fn decode_body(kind: MessageType, mut c: WireCursor) -> Result<Body> {
  Ok(match kind {
    MessageType::Data => {
      let mut m = DataMessage::default();
      while let Some((field, wt)) = c.next_field()? {
        match (field, wt) {
          (1, LEN) => m.uri = c.read_string(field)?,
          (2, LEN) => m.mime_type = c.read_string(field)?,
          (3, LEN) => m.encoding = c.read_string(field)?,
          (4, LEN) => m.data = c.read_len_delimited()?,
          (5, LEN) => m.user_id = c.read_string(field)?,
          (6, LEN) => m.origin_device = c.read_string(field)?,
          (7, LEN) => m.thresholds = Some(decode_thresholds(c.read_len_delimited()?)?),
          _ => c.skip(field, wt)?,
        }
      }
      Body::Data(m)
    }
    MessageType::Terse => {
      let mut m = TerseMessage::default();
      while let Some((field, wt)) = c.next_field()? {
        match (field, wt) {
          (1, VARINT) => m.mime_type = c.read_varint()? as u32,
          (2, LEN) => m.data = c.read_len_delimited()?,
          (3, LEN) => m.user_id = c.read_string(field)?,
          _ => c.skip(field, wt)?,
        }
      }
      Body::Terse(m)
    }
    MessageType::PullRequest => {
      let mut m = PullRequest::default();
      while let Some((field, wt)) = c.next_field()? {
        match (field, wt) {
          (1, LEN) => m.request_uid = c.read_string(field)?,
          (2, LEN) => m.mime_type = c.read_string(field)?,
          (3, LEN) => m.query = c.read_string(field)?,
          (4, VARINT) => m.max_results = c.read_varint()? as u32,
          (5, LEN) => m.projection = c.read_string(field)?,
          (6, LEN) => m.origin_device = c.read_string(field)?,
          _ => c.skip(field, wt)?,
        }
      }
      Body::PullRequest(m)
    }
    MessageType::PullResponse => {
      let mut m = PullResponse::default();
      while let Some((field, wt)) = c.next_field()? {
        match (field, wt) {
          (1, LEN) => m.request_uid = c.read_string(field)?,
          (2, LEN) => m.mime_type = c.read_string(field)?,
          (3, LEN) => m.encoding = c.read_string(field)?,
          (4, LEN) => m.data = c.read_len_delimited()?,
          (5, LEN) => m.origin_device = c.read_string(field)?,
          _ => c.skip(field, wt)?,
        }
      }
      Body::PullResponse(m)
    }
    MessageType::Subscribe => {
      let mut m = SubscribeMessage::default();
      while let Some((field, wt)) = c.next_field()? {
        match (field, wt) {
          (1, LEN) => m.mime_type = c.read_string(field)?,
          (2, LEN) => m.query = c.read_string(field)?,
          (3, LEN) => m.origin_device = c.read_string(field)?,
          (4, LEN) => m.origin_user = c.read_string(field)?,
          _ => c.skip(field, wt)?,
        }
      }
      Body::Subscribe(m)
    }
    MessageType::PushAck => {
      let mut m = PushAcknowledgement::default();
      while let Some((field, wt)) = c.next_field()? {
        match (field, wt) {
          (1, LEN) => m.uri = c.read_string(field)?,
          (2, LEN) => m.threshold = decode_thresholds(c.read_len_delimited()?)?,
          (3, LEN) => m.dest_device = c.read_string(field)?,
          (4, LEN) => m.dest_user = c.read_string(field)?,
          (5, LEN) => m.ack_device = c.read_string(field)?,
          (6, LEN) => m.ack_user = c.read_string(field)?,
          (7, VARINT) => m.status = PushStatus::from_code(c.read_varint()?),
          _ => c.skip(field, wt)?,
        }
      }
      Body::PushAck(m)
    }
    MessageType::AuthResult => {
      let mut m = AuthenticationResult::default();
      while let Some((field, wt)) = c.next_field()? {
        match (field, wt) {
          (1, VARINT) => {
            m.result = match c.read_varint()? {
              1 => AuthStatus::Success,
              _ => AuthStatus::Failure,
            }
          }
          (2, LEN) => m.message = c.read_string(field)?,
          _ => c.skip(field, wt)?,
        }
      }
      Body::AuthResult(m)
    }
    MessageType::Heartbeat => {
      let mut m = Heartbeat::default();
      while let Some((field, wt)) = c.next_field()? {
        match (field, wt) {
          (1, VARINT) => m.sequence = c.read_varint()?,
          _ => c.skip(field, wt)?,
        }
      }
      Body::Heartbeat(m)
    }
  })
}

fn encode_thresholds(t: &Thresholds) -> BytesMut {
  let mut buf = BytesMut::with_capacity(6);
  put_uint(&mut buf, 1, t.device_delivered.into());
  put_uint(&mut buf, 2, t.gateway_delivered.into());
  put_uint(&mut buf, 3, t.plugin_delivered.into());
  buf
}

fn decode_thresholds(bytes: Bytes) -> Result<Thresholds> {
  let mut c = WireCursor::new(bytes);
  let mut t = Thresholds::default();
  while let Some((field, wt)) = c.next_field()? {
    match (field, wt) {
      (1, VARINT) => t.device_delivered = c.read_varint()? != 0,
      (2, VARINT) => t.gateway_delivered = c.read_varint()? != 0,
      (3, VARINT) => t.plugin_delivered = c.read_varint()? != 0,
      _ => c.skip(field, wt)?,
    }
  }
  Ok(t)
}

// ─── Cursor ──────────────────────────────────────────────────────────────────

/// Reads protobuf fields out of a shared buffer.
#[derive(Debug, Clone)]
pub struct WireCursor {
  buf: Bytes,
  pos: usize,
}

impl WireCursor {
  pub fn new(buf: Bytes) -> Self { Self { buf, pos: 0 } }

  pub fn is_empty(&self) -> bool { self.pos >= self.buf.len() }

  pub fn position(&self) -> usize { self.pos }

  pub fn read_varint(&mut self) -> Result<u64> {
    let start = self.pos;
    let mut value = 0u64;
    for shift in (0..64).step_by(7) {
      let byte = *self
        .buf
        .get(self.pos)
        .ok_or(Error::Truncated { offset: self.pos, wanted: 1 })?;
      self.pos += 1;
      value |= u64::from(byte & 0x7F) << shift;
      if byte & 0x80 == 0 {
        return Ok(value);
      }
    }
    Err(Error::Varint(start))
  }

  pub fn read_tag(&mut self) -> Result<(u32, u8)> {
    let key = self.read_varint()?;
    Ok(((key >> 3) as u32, (key & 0x7) as u8))
  }

  fn next_field(&mut self) -> Result<Option<(u32, u8)>> {
    if self.is_empty() { Ok(None) } else { self.read_tag().map(Some) }
  }

  /// The next length-delimited value, as a slice of the underlying buffer.
  pub fn read_len_delimited(&mut self) -> Result<Bytes> {
    let len = self.read_varint()? as usize;
    self.take(len)
  }

  pub fn read_string(&mut self, field: u32) -> Result<String> {
    let bytes = self.read_len_delimited()?;
    String::from_utf8(bytes.to_vec()).map_err(|_| Error::Utf8(field))
  }

  pub fn skip(&mut self, field: u32, wire_type: u8) -> Result<()> {
    match wire_type {
      VARINT => self.read_varint().map(drop),
      FIXED64 => self.take(8).map(drop),
      LEN => self.read_len_delimited().map(drop),
      FIXED32 => self.take(4).map(drop),
      other => Err(Error::WireType { field, wire_type: other }),
    }
  }

  fn take(&mut self, len: usize) -> Result<Bytes> {
    let end = self.pos.checked_add(len).filter(|end| *end <= self.buf.len());
    let end = end.ok_or(Error::Truncated { offset: self.pos, wanted: len })?;
    let slice = self.buf.slice(self.pos..end);
    self.pos = end;
    Ok(slice)
  }
}

// ─── Writing ─────────────────────────────────────────────────────────────────

const fn key(field: u32, wire_type: u8) -> u64 { ((field as u64) << 3) | wire_type as u64 }

fn varint_len(mut v: u64) -> usize {
  let mut n = 1;
  while v >= 0x80 {
    v >>= 7;
    n += 1;
  }
  n
}

fn put_varint(buf: &mut BytesMut, mut v: u64) {
  while v >= 0x80 {
    buf.put_u8((v as u8 & 0x7F) | 0x80);
    v >>= 7;
  }
  buf.put_u8(v as u8);
}

fn put_uint(buf: &mut BytesMut, field: u32, v: u64) {
  if v != 0 {
    put_varint(buf, key(field, VARINT));
    put_varint(buf, v);
  }
}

> **Try it**: Using the data above, print exactly the lines from the line that contains "(3, VARINT) =>" through the line that contains "let byte = *self", with both included.

> **Result of the exercise**:
      (3, VARINT) => t.plugin_delivered = c.read_varint()? != 0,
      _ => c.skip(field, wt)?,
    }
  }
  Ok(t)
}

// ─── Cursor ──────────────────────────────────────────────────────────────────

/// Reads protobuf fields out of a shared buffer.
#[derive(Debug, Clone)]
pub struct WireCursor {
  buf: Bytes,
  pos: usize,
}

impl WireCursor {
  pub fn new(buf: Bytes) -> Self { Self { buf, pos: 0 } }

  pub fn is_empty(&self) -> bool { self.pos >= self.buf.len() }

  pub fn position(&self) -> usize { self.pos }

  pub fn read_varint(&mut self) -> Result<u64> {
    let start = self.pos;
    let mut value = 0u64;
    for shift in (0..64).step_by(7) {
      let byte = *self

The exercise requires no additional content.